12. As far as the instant case is concerned, it appears that there was no good material before the court concerned to corroborate or to calculate the age by reducing it or increasing it with certain margins. In such circumstances, the proper course, which ought to have been adopted by the J.J. Board, is to probe further in the matter and to obtain other evidence as may be available. In my opinion, the J.J. Board should have sought evidence on its own initiative rather than depending upon the parties, as the ultimate responsibility lies on it only.

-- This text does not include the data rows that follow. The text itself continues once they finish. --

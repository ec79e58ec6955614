mod event;
mod snapshot;
mod summary;
mod telemetry;

pub use event::{format_timestamp, EventType, TelemetryEvent};
pub use snapshot::MetricsSnapshot;
pub use summary::{event_counts, summary_table};
pub use telemetry::Telemetry;
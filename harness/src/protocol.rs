//! The report a harness process writes to stdout, and the caller's parser for it.
//!
//! The harness first prints a text report:
//!
//! ```text
//! PASS
//! events: 120
//! duration: 45.3s
//! ```
//!
//! or
//!
//! ```text
//! FAIL
//! invariant: slot_double_booked
//! event_index: 37
//! error: slot 4 claimed by bk-a while held by bk-b
//! forensic: {"slot":4}
//! ```
//!
//! followed by a single JSON line encoding the same [HarnessOutcome]. Exit codes are 0 for PASS,
//! 1 for FAIL and anything else for an infrastructure failure.

use serde::{Deserialize, Serialize};
use serde_json::Value;

#[derive(Debug, Clone, PartialEq, Serialize, Deserialize)]
#[serde(tag = "kind", rename_all = "camelCase", rename_all_fields = "camelCase")]
pub enum HarnessOutcome {
    Success {
        events: u64,
        /// Seconds.
        duration: f64,
    },
    Failure {
        invariant: String,
        event_index: u64,
        #[serde(default, skip_serializing_if = "Option::is_none")]
        error: Option<String>,
        #[serde(default, skip_serializing_if = "Option::is_none")]
        forensic: Option<Value>,
    },
    InfraError {
        message: String,
    },
}

impl HarnessOutcome {
    pub fn exit_code(&self) -> u8 {
        match self {
            HarnessOutcome::Success { .. } => 0,
            HarnessOutcome::Failure { .. } => 1,
            HarnessOutcome::InfraError { .. } => 2,
        }
    }

    pub fn render_text(&self) -> String {
        match self {
            HarnessOutcome::Success { events, duration } => {
                format!("PASS\nevents: {events}\nduration: {duration:.1}s")
            }
            HarnessOutcome::Failure {
                invariant,
                event_index,
                error,
                forensic,
            } => {
                let mut out = format!("FAIL\ninvariant: {invariant}\nevent_index: {event_index}");
                if let Some(error) = error {
                    out.push_str(&format!("\nerror: {}", single_line(error)));
                }
                if let Some(forensic) = forensic {
                    out.push_str(&format!("\nforensic: {forensic}"));
                }
                out
            }
            HarnessOutcome::InfraError { message } => {
                format!("ERROR\nerror: {}", single_line(message))
            }
        }
    }

    pub fn to_json_line(&self) -> String {
        serde_json::to_string(self).unwrap_or_else(|e| {
            format!(r#"{{"kind":"infraError","message":"unencodable outcome: {e}"}}"#)
        })
    }
}

fn single_line(s: &str) -> String {
    s.lines().map(str::trim).collect::<Vec<_>>().join(" ")
}

/// What the caller learns from a finished harness process.
#[derive(Debug, Clone, Default, PartialEq, Serialize, Deserialize)]
#[serde(rename_all = "camelCase")]
pub struct ParsedOutcome {
    pub success: bool,
    #[serde(default, skip_serializing_if = "Option::is_none")]
    pub events_executed: Option<u64>,
    #[serde(default, skip_serializing_if = "Option::is_none")]
    pub duration_seconds: Option<f64>,
    #[serde(default, skip_serializing_if = "Option::is_none")]
    pub failed_invariant: Option<String>,
    #[serde(default, skip_serializing_if = "Option::is_none")]
    pub failed_event_index: Option<u64>,
    #[serde(default, skip_serializing_if = "Option::is_none")]
    pub error: Option<String>,
    #[serde(default, skip_serializing_if = "Option::is_none")]
    pub forensic: Option<Value>,
}

impl From<HarnessOutcome> for ParsedOutcome {
    fn from(outcome: HarnessOutcome) -> Self {
        match outcome {
            HarnessOutcome::Success { events, duration } => ParsedOutcome {
                success: true,
                events_executed: Some(events),
                duration_seconds: Some(duration),
                ..Default::default()
            },
            HarnessOutcome::Failure {
                invariant,
                event_index,
                error,
                forensic,
            } => ParsedOutcome {
                success: false,
                failed_invariant: Some(invariant),
                failed_event_index: Some(event_index),
                error,
                forensic,
                ..Default::default()
            },
            HarnessOutcome::InfraError { message } => ParsedOutcome {
                success: false,
                error: Some(message),
                ..Default::default()
            },
        }
    }
}

/// The harness did not produce a test verdict. This is never a defect of the system under test.
#[derive(Debug, Clone, PartialEq, thiserror::Error)]
pub enum HarnessError {
    #[error("Harness infrastructure failure (exit code {exit_code:?}): {message}")]
    Infrastructure {
        exit_code: Option<i32>,
        message: String,
    },
}

/// Interpret the stdout and exit code of a harness process.
///
/// The structured JSON line is preferred; output from harnesses that only print the text report
/// is parsed from the text. Exit codes other than 0 and 1, or a report that disagrees with the
/// exit code, are infrastructure failures.
pub fn parse_harness_output(
    stdout: &str,
    exit_code: Option<i32>,
) -> Result<ParsedOutcome, HarnessError> {
    let structured = stdout
        .lines()
        .rev()
        .map(str::trim)
        .filter(|line| line.starts_with('{'))
        .find_map(|line| serde_json::from_str::<HarnessOutcome>(line).ok());

    let passed = match exit_code {
        Some(0) => true,
        Some(1) => false,
        other => {
            let message = match structured {
                Some(HarnessOutcome::InfraError { message }) => message,
                _ => tail(stdout),
            };
            return Err(HarnessError::Infrastructure {
                exit_code: other,
                message,
            });
        }
    };

    let parsed = match structured {
        Some(outcome @ (HarnessOutcome::Success { .. } | HarnessOutcome::Failure { .. })) => {
            ParsedOutcome::from(outcome)
        }
        Some(HarnessOutcome::InfraError { message }) => {
            return Err(HarnessError::Infrastructure { exit_code, message })
        }
        None => parse_text(stdout, exit_code)?,
    };

    if parsed.success != passed {
        return Err(HarnessError::Infrastructure {
            exit_code,
            message: format!(
                "harness reported {} but exited with {exit_code:?}",
                if parsed.success { "PASS" } else { "FAIL" }
            ),
        });
    }
    Ok(parsed)
}

fn parse_text(stdout: &str, exit_code: Option<i32>) -> Result<ParsedOutcome, HarnessError> {
    let mut lines = stdout.lines().map(str::trim).filter(|l| !l.is_empty());

    let mut parsed = match lines.next() {
        Some("PASS") => ParsedOutcome {
            success: true,
            ..Default::default()
        },
        Some("FAIL") => ParsedOutcome::default(),
        _ => {
            return Err(HarnessError::Infrastructure {
                exit_code,
                message: format!("unrecognised harness report: {}", tail(stdout)),
            })
        }
    };

    for line in lines {
        let Some((key, value)) = line.split_once(':') else {
            continue;
        };
        let value = value.trim();
        match key.trim() {
            "events" => parsed.events_executed = value.parse().ok(),
            "duration" => {
                parsed.duration_seconds = value.trim_end_matches('s').trim().parse().ok()
            }
            "invariant" => parsed.failed_invariant = Some(value.to_string()),
            "event_index" => parsed.failed_event_index = value.parse().ok(),
            "error" => parsed.error = Some(value.to_string()),
            "forensic" => {
                let forensic = serde_json::from_str(value)
                    .unwrap_or_else(|_| Value::String(value.to_string()));
                parsed.forensic = Some(forensic);
            }
            _ => {}
        }
    }

    Ok(parsed)
}

fn tail(stdout: &str) -> String {
    let lines: Vec<&str> = stdout.lines().collect();
    let start = lines.len().saturating_sub(5);
    let tail = lines[start..].join("\n");
    if tail.trim().is_empty() {
        "no output".to_string()
    } else {
        tail
    }
}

The appellate court failed to notice the lack of material and treated the medical evidence as conclusive proof of age. 13. In the peculiar circumstances of the case, I am of the view that J.J. Board should be directed to obtain further evidence as regard age by recalling the witness for further examination or cross-examination and also call for documentary evidence as might be available in other records which may include the pariwar register, or any other document which may assist the court/the J.J. Board in arriving at the right conclusion. The J.J. Board can call for additional witnesses as per its discretion. In such cases, where attempts are made to mislead the court by producing suspicious and doubtful documents, the court ought to be more cautious and careful. No law bars the court to adopt a proactive approach and to look for truth. 14. In view of the above this revision is allowed. The impugned order dated 1. 10.2022, passed by learned Sessions Judge/Special Judge (POCSO Act)/Children Court, District Meerut, is hereby set aside. 15. The matter is remanded back to the J.J. Board to hold further inquiry and determine the age, in accordance with law.